I’ll give you a fundamental example. In the old world of care, which was observational in nature, people would take a patient and go ‘anatomically, they have breast cancer, therefore we’re going to apply the breast cancer pathway to that patient, and we’re going to treat every breast cancer patient the same at the start of the pathway, and we’re going to walk them through it.’
Precision medicine takes what I would say is the opposite approach, which is to forget about the fact that the tumor manifests in the breast, that’s its anatomical location. Let’s characterize that tumor, both based on the anatomical location as well as with the molecular factors, and it may be that that breast cancer acts more like colorectal cancer in another patient, and let’s treat the patient accordingly. Let’s not impose these rigorous definitions on characterization of disease based on anatomical factors.
To me, that’s the essence of precision medicine. It’s redefining practice and redefining our treatment strategies by using all available molecular and clinical data to direct those treatment strategies.
Let’s drill into the nitty-gritty of precision medicine for a bit if we could. Can you specifically detail what actionable materials you’re able to provide to physicians?
I would say there are a few areas where the physician really needs help. The first area is when to test patients and what type of testing to do. You basically have this explosion in different types of molecular testing: genetic, genomic, proteomic, transcriptomic, immunomic…and physicians just aren’t armed to make these determinations about when to do testing at all, and what type they need to do.
Right now even the simplest testing, like doing HER2 testing for breast cancer patients, you would think there’d be 100% concordance with that, or 100% utilization for that, and there isn’t. I haven’t got the latest stats, but it’s nowhere near 100%. Expecting a physician to stay educated on that area alone is just not possible.
On the second front, once a test has been ordered and the results are back, most physicians were trained before molecular data was really used in patient care. If you just look at the average oncologist, they graduated medical school even before BRCA1 and 2 were first found in the ‘90’s.
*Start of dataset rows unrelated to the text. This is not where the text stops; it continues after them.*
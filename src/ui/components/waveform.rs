//! Live input level strip for the audio panel

use crate::ui::theme::Theme;
use egui::{Pos2, Rect, Sense, Stroke, Vec2};

/// Bar-style rendering of recent microphone samples
pub struct LevelStrip<'a> {
    samples: &'a [f32],
    theme: &'a Theme,
    height: f32,
}

impl<'a> LevelStrip<'a> {
    pub fn new(samples: &'a [f32], theme: &'a Theme) -> Self {
        Self {
            samples,
            theme,
            height: 48.0,
        }
    }

    pub fn show(self, ui: &mut egui::Ui) -> egui::Response {
        let size = Vec2::new(ui.available_width().min(360.0), self.height);
        let (rect, response) = ui.allocate_exact_size(size, Sense::hover());

        if !ui.is_rect_visible(rect) {
            return response;
        }
        let painter = ui.painter();
        painter.rect_filled(rect, self.theme.card_rounding, self.theme.bg_secondary);

        let inner = rect.shrink(6.0);
        if self.samples.is_empty() {
            painter.line_segment(
                [
                    Pos2::new(inner.left(), inner.center().y),
                    Pos2::new(inner.right(), inner.center().y),
                ],
                Stroke::new(1.0, self.theme.text_muted),
            );
            return response;
        }

        self.draw_bars(painter, inner);
        response
    }

    fn draw_bars(&self, painter: &egui::Painter, rect: Rect) {
        const BARS: usize = 48;
        let per_bar = (self.samples.len() / BARS).max(1);
        let bar_width = rect.width() / BARS as f32;
        let half = rect.height() / 2.0;

        for (i, window) in self.samples.chunks(per_bar).take(BARS).enumerate() {
            let peak = window.iter().fold(0.0f32, |acc, s| acc.max(s.abs()));
            let amplitude = (peak * half).clamp(1.0, half);

            let x = rect.left() + i as f32 * bar_width + bar_width / 2.0;
            painter.line_segment(
                [
                    Pos2::new(x, rect.center().y - amplitude),
                    Pos2::new(x, rect.center().y + amplitude),
                ],
                Stroke::new((bar_width - 1.5).max(1.0), self.theme.waveform),
            );
        }
    }
}
//! Pulsing capture indicator
//!
//! Small animated icon shown while a session is recording: a microphone
//! for audio, a camera for video, each inside pulsing rings.

use crate::capture::MediaKind;
use crate::ui::theme::Theme;
use egui::{Pos2, Rect, Sense, Stroke, Vec2};

/// Animated recording indicator for one media kind
pub struct CaptureIndicator<'a> {
    kind: MediaKind,
    theme: &'a Theme,
}

impl<'a> CaptureIndicator<'a> {
    pub fn new(kind: MediaKind, theme: &'a Theme) -> Self {
        Self { kind, theme }
    }

    pub fn show(self, ui: &mut egui::Ui) -> egui::Response {
        let (rect, response) = ui.allocate_exact_size(Vec2::splat(48.0), Sense::hover());

        if ui.is_rect_visible(rect) {
            let center = rect.center();
            match self.kind {
                MediaKind::Audio => self.draw_mic(ui, center),
                MediaKind::Video => self.draw_camera(ui, center),
            }
            self.draw_pulse(ui, center);
        }

        // Keep the pulse animating.
        ui.ctx().request_repaint();
        response
    }

    fn draw_mic(&self, ui: &egui::Ui, center: Pos2) {
        let painter = ui.painter();
        let color = self.theme.recording;

        // Capsule body
        let body = Rect::from_center_size(Pos2::new(center.x, center.y - 4.0), Vec2::new(8.0, 14.0));
        painter.rect_filled(body, 4.0, color);

        // Stand: stem and base
        painter.line_segment(
            [
                Pos2::new(center.x, center.y + 4.0),
                Pos2::new(center.x, center.y + 10.0),
            ],
            Stroke::new(2.0, color),
        );
        painter.line_segment(
            [
                Pos2::new(center.x - 5.0, center.y + 10.0),
                Pos2::new(center.x + 5.0, center.y + 10.0),
            ],
            Stroke::new(2.0, color),
        );
    }

    fn draw_camera(&self, ui: &egui::Ui, center: Pos2) {
        let painter = ui.painter();
        let color = self.theme.recording;

        let body = Rect::from_center_size(center, Vec2::new(18.0, 13.0));
        painter.rect_filled(body, 3.0, color);
        painter.circle_stroke(center, 3.5, Stroke::new(1.5, self.theme.bg_primary));
    }

    fn draw_pulse(&self, ui: &egui::Ui, center: Pos2) {
        let painter = ui.painter();
        let t = ui.ctx().input(|i| i.time);
        let pulse = ((t * 3.0).sin() * 0.5 + 0.5) as f32;

        let radius = 16.0 + pulse * 6.0;
        let alpha = (1.0 - pulse) * 0.6;
        painter.circle_stroke(
            center,
            radius,
            Stroke::new(1.5 + pulse, self.theme.recording.gamma_multiply(alpha)),
        );
    }
}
Expecting a physician to be able to take a molecular test report, understand what they’re seeing, and figure out a treatment strategy, whether it’s a drug or clinical trial, that’s a tough ask.
What we do is we focus on those two specific areas, in helping physicians make decisions: what test to order when and how to use those results to pick an appropriate therapy. On both of those fronts, it’s a combination of leveraging the established industry knowledge, leveraging the expertise of the physicians that our in our health system customer base, and leveraging the real-world experience of the patients who have been run through our software in order to bring those insights back to the physician. If a physician is sitting there and has never seen a specific combination of tumor type and molecular data, the physician can just access a big database of patients who are clinically and molecularly similar and they can see what type of testing was done on those patients, what treatments were received, and what the outcomes were.